Energy and Environmental Implications of Artificial Intelligence
Key Observations
The rise of artificial intelligence (AI), especially generative AI models, is making energy consumption a big issue. For example, the International Energy Agency (IEA) says that using AI systems like ChatGPT can require up to 10 times more electricity than doing a regular Google search. From 2022 to 2026, the energy used by data centers, cryptocurrencies, and AI is expected to be about the same as what countries like Sweden or Germany use in a year. AI’s carbon footprint is also a concern. Training some models, like BLOOM, can produce as much greenhouse gas as 10 times the yearly emissions of an average French person. Reducing AI's energy use is a tough problem, and we need to be careful about how much and where we use it.
The Growing Energy Demands of AI
AI is being used in all kinds of areas, like healthcare, digital platforms, infrastructure, and transportation. It’s basically about computers doing tasks that usually need human judgment, but running AI takes a lot of energy, especially through data centers. In 2022, there were more than 8,000 data centers globally. The U.S. has about 33% of them, Europe has 16%, and China has close to 10%. Together with cryptocurrencies, AI used up about 2% of the world’s electricity in 2022—around 460 terawatt-hours (TWh), which is similar to France’s electricity use that same year (445 TWh).
Insufficient Data on AI Energy Use
It’s hard to figure out exactly how much energy AI uses because big tech companies don’t share enough details. Google, for example, said in 2022 that less than 15% of its energy use came from machine learning, which was no longer available beyond 2022. In 2023, Google data centers consumed 24 TWh of electricity-an increase from 18.3 TWh in 2021. Some researchers, such as Alex de Vries, estimate energy use for AI via an indirect measure; for example, using hardware sales. From NVIDIA's large share of the AI server market, de Vries thinks that AI would have used between 5.7 and 8.9 TWh of electricity in 2023. This is not to mention that the share of the total energy volume of data centers will be considerable.
The Impact of Generative AI
Generative AI models like ChatGPT, Bing Chat, and DALL-E have been expanding fast, which has made energy demands shoot up. These models need a lot of computational power both during training and when they’re being used (inference). In the past, training used up the most energy, but now inference is the bigger issue, accounting for 60–70% of the energy use. By 2027, de Vries estimates that NVIDIA servers for AI could use 85 to 134 TWh annually. To put that in perspective, if every Google search (about 9 billion per day) were replaced by ChatGPT queries, global electricity use would go up by 10 TWh a year—about the same as Ireland’s electricity consumption.
AI's Carbon Footprint and Sustainability Challenges
AI's use of energy creates an inevitable rise in their carbon footprint.

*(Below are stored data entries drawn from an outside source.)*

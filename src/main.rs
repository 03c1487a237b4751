use std::sync::Arc;

use anyhow::Context;
use tokio::{net::TcpListener, signal};
use tracing_subscriber::EnvFilter;

use audit_tracker::{
    auth::jwt::JwtService, config::AppConfig, db, extract::PdfiumExtractor, routes, s3,
    state::AppState,
};

#[tokio::main]
async fn main() -> anyhow::Result<()> {
    dotenv::dotenv().ok();
    init_tracing();

    let config = AppConfig::from_env()?;
    tracing::info!(
        component = "api",
        database_url = %config.redacted_database_url(),
        pool_size = config.database_max_pool_size,
        s3_bucket = %config.s3_bucket,
        store_timeout_secs = config.store_timeout.as_secs(),
        "loaded configuration"
    );

    let pool = db::init_pool_with_size(
        &config.database_url,
        config.database_max_pool_size,
        Some(config.store_timeout),
    )?;
    let migration_pool = pool.clone();
    tokio::task::spawn_blocking(move || db::run_migrations(&migration_pool))
        .await
        .context("migration task panicked")??;

    let storage = s3::connect_storage(&config).await?;
    let jwt = JwtService::from_config(&config)?;
    let address = format!("{}:{}", config.server_host, config.server_port);

    let state = AppState::new(pool, config, storage, Arc::new(PdfiumExtractor), jwt);
    let app = routes::create_router(state);

    let listener = TcpListener::bind(&address)
        .await
        .with_context(|| format!("failed to bind {address}"))?;
    tracing::info!(%address, "audit tracker listening");

    axum::serve(listener, app)
        .with_graceful_shutdown(async {
            if signal::ctrl_c().await.is_ok() {
                tracing::info!("received shutdown signal");
            }
        })
        .await?;

    Ok(())
}

fn init_tracing() {
    let filter = EnvFilter::try_from_default_env().unwrap_or_else(|_| EnvFilter::new("info"));
    tracing_subscriber::fmt()
        .with_env_filter(filter)
        .with_target(false)
        .compact()
        .init();
}
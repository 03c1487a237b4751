use std::sync::Arc;

use anyhow::Result;
use aws_config::meta::region::RegionProviderChain;
use aws_credential_types::Credentials;
use aws_sdk_s3::{
    config::{Builder as S3ConfigBuilder, Region},
    Client as S3Client,
};
use tracing::info;

use crate::{
    config::AppConfig,
    storage::{ObjectStorage, S3Storage},
};

/// Builds the report store from configuration. Static credentials win over
/// the default provider chain when both keys are set.
pub async fn connect_storage(config: &AppConfig) -> Result<Arc<dyn ObjectStorage>> {
    let client = build_client(config).await?;
    info!(bucket = %config.s3_bucket, endpoint = ?config.aws_endpoint_url, "object storage configured");
    Ok(Arc::new(S3Storage::new(client, config.s3_bucket.clone())))
}

async fn build_client(config: &AppConfig) -> Result<S3Client> {
    let region_provider =
        RegionProviderChain::first_try(Some(Region::new(config.aws_region.clone())))
            .or_default_provider()
            .or_else("us-east-1");

    #[allow(deprecated)]
    let mut loader = aws_config::from_env().region(region_provider);
    if let Some(endpoint) = &config.aws_endpoint_url {
        loader = loader.endpoint_url(endpoint);
    }
    if let (Some(access_key), Some(secret_key)) = (
        config.aws_access_key_id.clone(),
        config.aws_secret_access_key.clone(),
    ) {
        loader = loader.credentials_provider(Credentials::new(
            access_key,
            secret_key,
            None,
            None,
            "audit-tracker-static",
        ));
    }

    let shared = loader.load().await;
    // MinIO and similar local stores need path-style addressing.
    let s3_config = S3ConfigBuilder::from(&shared).force_path_style(true).build();
    Ok(S3Client::from_conf(s3_config))
}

For example, few advanced AI like BLOOM contribute to the generation of a very large amount of greenhouse gases. BLOOM has been known to generate 50 tons of CO₂ comparable to the greenhouse gas emissions of an average young person in France in only one training session. And it’s not just training—the devices people use to interact with AI also add to the emissions. These terminals can account for 25–45% of an AI model’s total carbon footprint.
Tech companies are trying to go carbon neutral, but it’s hard to keep up. Even though they invest in renewable energy and more efficient systems, the electricity demand from data centers keeps growing faster than clean energy production. For example, Google’s emissions went up by 37% from 2022 to 2023, showing how tough it is to balance AI’s energy needs with environmental goals.

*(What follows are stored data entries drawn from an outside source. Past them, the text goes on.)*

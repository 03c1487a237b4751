use std::time::Duration;

use anyhow::{Context, Result};
use async_trait::async_trait;
use aws_sdk_s3::presigning::PresigningConfig;
use aws_sdk_s3::primitives::ByteStream;
use aws_sdk_s3::Client as S3Client;
use percent_encoding::{utf8_percent_encode, AsciiSet, NON_ALPHANUMERIC};
use uuid::Uuid;

/// Blob store for uploaded reports and remark signatures.
#[async_trait]
pub trait ObjectStorage: Send + Sync + 'static {
    async fn put_object(
        &self,
        key: &str,
        bytes: Vec<u8>,
        content_type: Option<String>,
        content_disposition: Option<String>,
    ) -> Result<()>;

    async fn presign_get_object(&self, key: &str, expires_in: Duration) -> Result<String>;

    async fn get_object(&self, key: &str) -> Result<Vec<u8>>;

    async fn delete_object(&self, key: &str) -> Result<()>;
}

pub fn report_key(file_id: Uuid, file_name: &str) -> String {
    format!("files/{file_id}/{}", sanitize_segment(file_name))
}

pub fn signature_key(para_id: &str, department: &str, extension: Option<&str>) -> String {
    let mut key = format!(
        "signatures/{}/{}-{}",
        sanitize_segment(para_id),
        sanitize_segment(department),
        Uuid::new_v4().simple()
    );
    if let Some(ext) = extension.map(sanitize_segment).filter(|ext| !ext.is_empty()) {
        key.push('.');
        key.push_str(&ext);
    }
    key
}

/// Keeps object keys to a predictable character set.
fn sanitize_segment(raw: &str) -> String {
    let cleaned: String = raw
        .trim()
        .chars()
        .map(|ch| {
            if ch.is_ascii_alphanumeric() || matches!(ch, '.' | '-' | '_') {
                ch
            } else {
                '_'
            }
        })
        .collect();
    if cleaned.is_empty() {
        "unnamed".to_string()
    } else {
        cleaned
    }
}

const FILENAME_ENCODE_SET: &AsciiSet = &NON_ALPHANUMERIC
    .remove(b'-')
    .remove(b'.')
    .remove(b'_')
    .remove(b'~');

pub fn inline_content_disposition(file_name: &str) -> String {
    let ascii_fallback: String = file_name
        .chars()
        .map(|ch| {
            if ch.is_ascii() && ch != '"' && ch != '\\' && !ch.is_ascii_control() {
                ch
            } else {
                '_'
            }
        })
        .collect();
    let encoded = utf8_percent_encode(file_name, FILENAME_ENCODE_SET);
    format!("inline; filename=\"{ascii_fallback}\"; filename*=UTF-8''{encoded}")
}

pub struct S3Storage {
    client: S3Client,
    bucket: String,
}

impl S3Storage {
    pub fn new(client: S3Client, bucket: impl Into<String>) -> Self {
        Self {
            client,
            bucket: bucket.into(),
        }
    }
}

#[async_trait]
impl ObjectStorage for S3Storage {
    async fn put_object(
        &self,
        key: &str,
        bytes: Vec<u8>,
        content_type: Option<String>,
        content_disposition: Option<String>,
    ) -> Result<()> {
        let mut request = self
            .client
            .put_object()
            .bucket(&self.bucket)
            .key(key)
            .body(ByteStream::from(bytes));

        if let Some(content_type) = content_type {
            request = request.content_type(content_type);
        }
        if let Some(content_disposition) = content_disposition {
            request = request.content_disposition(content_disposition);
        }

        request
            .send()
            .await
            .with_context(|| format!("failed to store object {key}"))?;
        Ok(())
    }

    async fn presign_get_object(&self, key: &str, expires_in: Duration) -> Result<String> {
        let presign_config = PresigningConfig::builder()
            .expires_in(expires_in)
            .build()
            .context("failed to build presigning config")?;

        let presigned = self
            .client
            .get_object()
            .bucket(&self.bucket)
            .key(key)
            .presigned(presign_config)
            .await
            .context("failed to presign report download")?;

        Ok(presigned.uri().to_string())
    }

    async fn get_object(&self, key: &str) -> Result<Vec<u8>> {
        let response = self
            .client
            .get_object()
            .bucket(&self.bucket)
            .key(key)
            .send()
            .await
            .with_context(|| format!("failed to fetch object {key}"))?;

        let bytes = response
            .body
            .collect()
            .await
            .context("failed to read object stream")?
            .into_bytes()
            .to_vec();
        Ok(bytes)
    }

    async fn delete_object(&self, key: &str) -> Result<()> {
        self.client
            .delete_object()
            .bucket(&self.bucket)
            .key(key)
            .send()
            .await
            .with_context(|| format!("failed to delete object {key}"))?;
        Ok(())
    }
}

#[cfg(test)]
mod tests {
    use super::*;

    #[test]
    fn report_keys_are_scoped_by_file() {
        let id = Uuid::nil();
        assert_eq!(
            report_key(id, "Annual Report 2023.pdf"),
            format!("files/{id}/Annual_Report_2023.pdf")
        );
    }

    #[test]
    fn signature_keys_carry_department_and_extension() {
        let key = signature_key("audit-paraP1", "Finance Dept", Some("png"));
        assert!(key.starts_with("signatures/audit-paraP1/Finance_Dept-"));
        assert!(key.ends_with(".png"));
        assert!(!signature_key("P1", "Stores", None).contains('.'));
    }

    #[test]
    fn content_disposition_encodes_non_ascii() {
        let header = inline_content_disposition("रिपोर्ट.pdf");
        assert!(header.starts_with("inline; filename=\""));
        assert!(header.contains("filename*=UTF-8''%E0%A4"));
    }
}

The Path Forward: Moderation and Strategic Deployment
Reducing AI’s environmental impact requires a combination of solutions. These include making hardware and models more efficient, improving infrastructure, and moving data centers to areas with cleaner energy. But even these steps have limits. For instance, creating new hardware in the industry can cause emissions to be generated, and enhancing efficiency that causes a rise can,rebound-effects arising.
But according to de Vries, "It has been safely said that artificial intelligence must be judiciously used, with major applications being limited as much as possible to things like tangible benefits for the world." Otherwise, at the rate AI is growing, energy problems will get worse and slow down decarbonization.